Thursday, March 10, 2011

God forbade...must reading!

Aggression




  In psychology and social sciences, aggression, or combativeness, refers to behavior between same species to cause pain or harm. To show aggression toward members of another species is common, lions are aggressive hunters of antelopes, eagles aggressive hunters of small mammals.



 Physical aggression is different than violence. Aggression, the initation of violence. Often, retaliatory violence is not considered aggressive, because it is responsive and defensive.



  Aggression serves the purpose of establishing a dominance heirarchy. Certain animals, initiated in a common environment, first try to establish their role in the dominance heirarchy. Generally, the more dominant animals are more aggressive than subordinates. Aggression found to lessen about a day after initiation.



  One theory states when one sex makes a higher parental investment, considered a resource for which the other competes. This, generally, the female sex.



  For males, important to dominance establishment, to hold resource for reproductive opportunity to pass on genes. Male reproductive success is compelled by the number of partners they can mate with. As a result males get into more physical aggression than females, take more risks to compete with other males, to up their status.



  Dominance establishment is more costly for females, they have less to gain from going after status. Aggression in females focuses mainly on resource acquisition, more likely to take less physically dangerous and more covert indirect aggression.



  There is evidence males are more quick to aggression, more likely to express aggression physically. Some scientists argue, concerning relational aggression and social rejection, though, rarely shown physically, females can be quite aggressive.



  Children must be taught, early, to develop the social skill of being assertive, asking others for information, initating conversation, dealing with peer pressure. Assertive behavior can help learning, but, with young children aggressive behavior can be good, leading to communication skill and conflict resolution. By school age, children should learn more socially appropriate communication skill, verbal or written language. Children should be provided effective and socially acceptable ways of handling anger, careful not to reinforce aggression with aggressive punishment. By managing your own temper, providing example of acceptable behavior. Keeping in mind, occasional outbursts are normal.

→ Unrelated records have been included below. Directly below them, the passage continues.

//! Runtime configuration.
//!
//! Values are layered: built-in defaults, then the optional TOML file
//! under the user's config directory, then `PLOG_*` environment variables.

use std::{
    fs,
    path::{Path, PathBuf},
};

use anyhow::{Context, Result};
use config::{Config, Environment, File, FileFormat};
use serde::{Deserialize, Serialize};

/// Directory name used under the platform config and data directories.
pub const APP_DIR: &str = "personal-logistics";

const CONFIG_FILE: &str = "config.toml";

const DEFAULT_CONFIG: &str = r#"# Personal logistics settings

# Reclaim litter into the logistics network when a station stocks the item.
send_litter_to_logistics_network = true
# Stop requesting and recycling items without losing the desired inventory.
inventory_management_paused = false
show_incoming_item_progress = true
show_nearest_build_ghost_indicator = true

# Intervals are measured in simulation ticks (60 per second).
sync_interval_ticks = 300
maintenance_interval_ticks = 205
load_state_interval_ticks = 100
shipment_travel_ticks = 600

# Wall-clock pause between background network index rebuilds.
index_rebuild_interval_ms = 1000
"#;

/// Settings consumed by the logistics session.
#[derive(Debug, Clone, Serialize, Deserialize, PartialEq)]
#[serde(default)]
pub struct AppConfig {
    /// Root directory for persisted blobs.
    pub data_root: PathBuf,
    /// Whether litter is reclaimed into the network.
    pub send_litter_to_logistics_network: bool,
    /// Suspends reconciliation and HUD output.
    pub inventory_management_paused: bool,
    /// Show the incoming-item timer.
    pub show_incoming_item_progress: bool,
    /// Show the nearest construction ghost hint.
    pub show_nearest_build_ghost_indicator: bool,
    /// Ticks between desired-inventory reconciliation passes.
    pub sync_interval_ticks: u64,
    /// Ticks between trash and shipment processing.
    pub maintenance_interval_ticks: u64,
    /// Ticks between inbound load-state reports.
    pub load_state_interval_ticks: u64,
    /// Ticks a shipment spends in transit.
    pub shipment_travel_ticks: u64,
    /// Milliseconds between background index rebuilds.
    pub index_rebuild_interval_ms: u64,
}

impl Default for AppConfig {
    fn default() -> Self {
        Self {
            data_root: default_data_root(),
            send_litter_to_logistics_network: true,
            inventory_management_paused: false,
            show_incoming_item_progress: true,
            show_nearest_build_ghost_indicator: true,
            sync_interval_ticks: 300,
            maintenance_interval_ticks: 205,
            load_state_interval_ticks: 100,
            shipment_travel_ticks: 600,
            index_rebuild_interval_ms: 1000,
        }
    }
}

impl AppConfig {
    /// Load configuration from the default location and environment.
    pub fn load() -> Result<Self> {
        Self::load_from(config_path())
    }

    /// Load configuration from `path` (optional) layered over defaults.
    pub fn load_from(path: impl AsRef<Path>) -> Result<Self> {
        let path = path.as_ref();
        let settings = Config::builder()
            .add_source(File::from(path).format(FileFormat::Toml).required(false))
            .add_source(Environment::with_prefix("PLOG").try_parsing(true))
            .build()
            .with_context(|| format!("failed to read configuration {}", path.display()))?;

        let mut config: AppConfig = settings
            .try_deserialize()
            .context("failed to deserialize configuration")?;
        config.normalize();
        Ok(config)
    }

    fn normalize(&mut self) {
        // A zero interval would fire every tick.
        self.sync_interval_ticks = self.sync_interval_ticks.max(1);
        self.maintenance_interval_ticks = self.maintenance_interval_ticks.max(1);
        self.load_state_interval_ticks = self.load_state_interval_ticks.max(1);
        self.index_rebuild_interval_ms = self.index_rebuild_interval_ms.max(50);
    }
}

/// Default location of the configuration file.
pub fn config_path() -> PathBuf {
    dirs::config_dir()
        .unwrap_or_else(|| PathBuf::from("."))
        .join(APP_DIR)
        .join(CONFIG_FILE)
}

/// Default directory for persisted state.
pub fn default_data_root() -> PathBuf {
    dirs::data_dir()
        .unwrap_or_else(|| PathBuf::from("."))
        .join(APP_DIR)
}

/// Write the commented default configuration when no file exists yet.
pub fn ensure_default_config() -> Result<PathBuf> {
    let path = config_path();
    write_default_config(&path)?;
    Ok(path)
}

fn write_default_config(path: &Path) -> Result<()> {
    if path.exists() {
        return Ok(());
    }
    if let Some(parent) = path.parent() {
        fs::create_dir_all(parent)
            .with_context(|| format!("failed to create {}", parent.display()))?;
    }
    fs::write(path, DEFAULT_CONFIG).with_context(|| format!("failed to write {}", path.display()))
}

#[cfg(test)]
mod tests {
    use super::*;
    use tempfile::tempdir;

    #[test]
    fn default_file_matches_defaults() -> Result<()> {
        let dir = tempdir()?;
        let path = dir.path().join("nested").join(CONFIG_FILE);
        write_default_config(&path)?;
        assert!(path.exists());

        let loaded = AppConfig::load_from(&path)?;
        let defaults = AppConfig::default();
        assert_eq!(loaded.sync_interval_ticks, defaults.sync_interval_ticks);
        assert_eq!(
            loaded.maintenance_interval_ticks,
            defaults.maintenance_interval_ticks
        );
        assert!(loaded.send_litter_to_logistics_network);
        assert!(!loaded.inventory_management_paused);
        Ok(())
    }

    #[test]
    fn file_values_override_defaults() -> Result<()> {
        let dir = tempdir()?;
        let path = dir.path().join(CONFIG_FILE);
        fs::write(
            &path,
            "inventory_management_paused = true\nsync_interval_ticks = 0\nshipment_travel_ticks = 30\n",
        )?;

        let loaded = AppConfig::load_from(&path)?;
        assert!(loaded.inventory_management_paused);
        assert_eq!(loaded.sync_interval_ticks, 1);
        assert_eq!(loaded.shipment_travel_ticks, 30);
        assert_eq!(loaded.load_state_interval_ticks, 100);
        Ok(())
    }

    #[test]
    fn missing_file_uses_defaults() -> Result<()> {
        let dir = tempdir()?;
        let loaded = AppConfig::load_from(dir.path().join("absent.toml"))?;
        assert_eq!(loaded.shipment_travel_ticks, 600);
        Ok(())
    }
}
//! Reconciliation of desired inventory against held items and the network.

use std::collections::HashMap;

use tracing::{debug, info};

use crate::{
    desired::{DesiredInventoryStore, DesiredItemEntry},
    error::LogisticsError,
    models::{ItemId, PlayerId, StationId},
    network::LogisticsNetwork,
    shipping::{ShipmentDirection, ShipmentStatus, ShipmentTask, ShippingManager},
    world::World,
};

/// Outcome of one [`PersonalLogisticsManager::sync_inventory`] pass.
#[derive(Debug, Default)]
pub struct SyncReport {
    /// Whether the pass ran at all.
    pub ran: bool,
    /// Tasks registered with the shipping manager.
    pub created: Vec<ShipmentTask>,
    /// Items that could not be served this pass.
    pub unavailable: Vec<ItemId>,
}

/// Turns desired-inventory gaps into shipment tasks.
///
/// Entries are visited in ascending item order and the first entry to
/// claim a scarce item wins. There is no fairness between items.
#[derive(Debug, Clone)]
pub struct PersonalLogisticsManager {
    player_id: PlayerId,
    travel_ticks: u64,
}

impl PersonalLogisticsManager {
    /// Manager for `player_id` whose shipments take `travel_ticks`.
    pub fn new(player_id: PlayerId, travel_ticks: u64) -> Self {
        Self {
            player_id,
            travel_ticks,
        }
    }

    /// Compare desired, held and inbound quantities and queue shipments.
    ///
    /// Does nothing until the network has completed its first scan.
    pub fn sync_inventory<W: World + ?Sized>(
        &self,
        desired: &DesiredInventoryStore,
        world: &W,
        network: &LogisticsNetwork,
        shipping: &mut ShippingManager,
        now: u64,
    ) -> SyncReport {
        let mut report = SyncReport::default();
        if !network.is_first_load_complete() {
            debug!("network index not loaded yet, skipping inventory sync");
            return report;
        }
        report.ran = true;

        let mut claimed = queued_claims(shipping);
        for entry in desired.iter() {
            let held = world.held_quantity(self.player_id, entry.item_id);
            let outcome = self
                .request_missing(entry, held, network, shipping, &mut claimed, now)
                .and_then(|mut tasks| {
                    tasks.extend(self.recycle_surplus(entry, held, network, shipping, now)?);
                    Ok(tasks)
                });

            match outcome {
                Ok(tasks) => report.created.extend(tasks),
                Err(err) => {
                    debug!("{err}, retrying next cycle");
                    report.unavailable.push(entry.item_id);
                }
            }
        }

        if !report.created.is_empty() {
            info!(
                created = report.created.len(),
                unavailable = report.unavailable.len(),
                "inventory sync queued shipments"
            );
        }
        report
    }

    fn request_missing(
        &self,
        entry: &DesiredItemEntry,
        held: u32,
        network: &LogisticsNetwork,
        shipping: &mut ShippingManager,
        claimed: &mut HashMap<(StationId, ItemId), u32>,
        now: u64,
    ) -> Result<Vec<ShipmentTask>, LogisticsError> {
        let item = entry.item_id;
        let on_hand = held
            .saturating_add(shipping.buffered_quantity(item))
            .saturating_add(shipping.inbound_quantity(item));
        if on_hand >= entry.request_min {
            return Ok(Vec::new());
        }

        let deficit = entry.request_min - on_hand;
        let index_entry = network.entry(item).ok_or(LogisticsError::Unavailable(item))?;
        let mut remaining = network.reserve(item, deficit);
        if remaining == 0 {
            return Err(LogisticsError::Unavailable(item));
        }

        let mut created = Vec::new();
        for source in &index_entry.source_locations {
            if remaining == 0 {
                break;
            }
            let already = claimed.entry((source.station_id, item)).or_insert(0);
            let quantity = source.quantity.saturating_sub(*already).min(remaining);
            if quantity == 0 {
                continue;
            }
            *already += quantity;
            remaining -= quantity;

            let task = ShipmentTask::new(
                self.player_id,
                item,
                quantity,
                ShipmentDirection::Delivery,
                source.station_id,
                now,
                self.travel_ticks,
            );
            let id = shipping.enqueue(task, quantity);
            created.extend(shipping.tasks().iter().find(|task| task.id == id).cloned());
        }

        if remaining > 0 {
            network.release(item, remaining);
        }
        if created.is_empty() {
            return Err(LogisticsError::Unavailable(item));
        }
        Ok(created)
    }

    fn recycle_surplus(
        &self,
        entry: &DesiredItemEntry,
        held: u32,
        network: &LogisticsNetwork,
        shipping: &mut ShippingManager,
        now: u64,
    ) -> Result<Vec<ShipmentTask>, LogisticsError> {
        if !entry.recycles() {
            return Ok(Vec::new());
        }
        let item = entry.item_id;
        let keeping = held.saturating_sub(shipping.outbound_quantity(item));
        if keeping <= entry.recycle_max {
            return Ok(Vec::new());
        }

        let snapshot = network.snapshot();
        let station = snapshot
            .entry(item)
            .and_then(|indexed| indexed.source_locations.first())
            .map(|source| source.station_id)
            .or_else(|| snapshot.stations().first().copied())
            .ok_or(LogisticsError::Unavailable(item))?;

        let task = ShipmentTask::new(
            self.player_id,
            item,
            keeping - entry.recycle_max,
            ShipmentDirection::Recycle,
            station,
            now,
            self.travel_ticks,
        )
        .keeping(entry.recycle_max);
        let id = shipping.enqueue(task, 0);
        Ok(shipping
            .tasks()
            .iter()
            .filter(|task| task.id == id)
            .cloned()
            .collect())
    }
}

fn queued_claims(shipping: &ShippingManager) -> HashMap<(StationId, ItemId), u32> {
    let mut claims = HashMap::new();
    for task in shipping.tasks() {
        if task.is_delivery() && task.status() == ShipmentStatus::Queued {
            *claims.entry((task.station_id, task.item_id)).or_insert(0) += task.quantity;
        }
    }
    claims
}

  Violent females have been found to engage in self-harm, unpopularity and depression. Female aggression among children more likely than males. Teachers have found overtly aggressive females more maladjusted than males. A universal violence prevention program found stronger support for non-violence, less acceptance of the use of violence among males than females. A similar program aimed at improving social competency reduced physical fighting among boys, but not girls.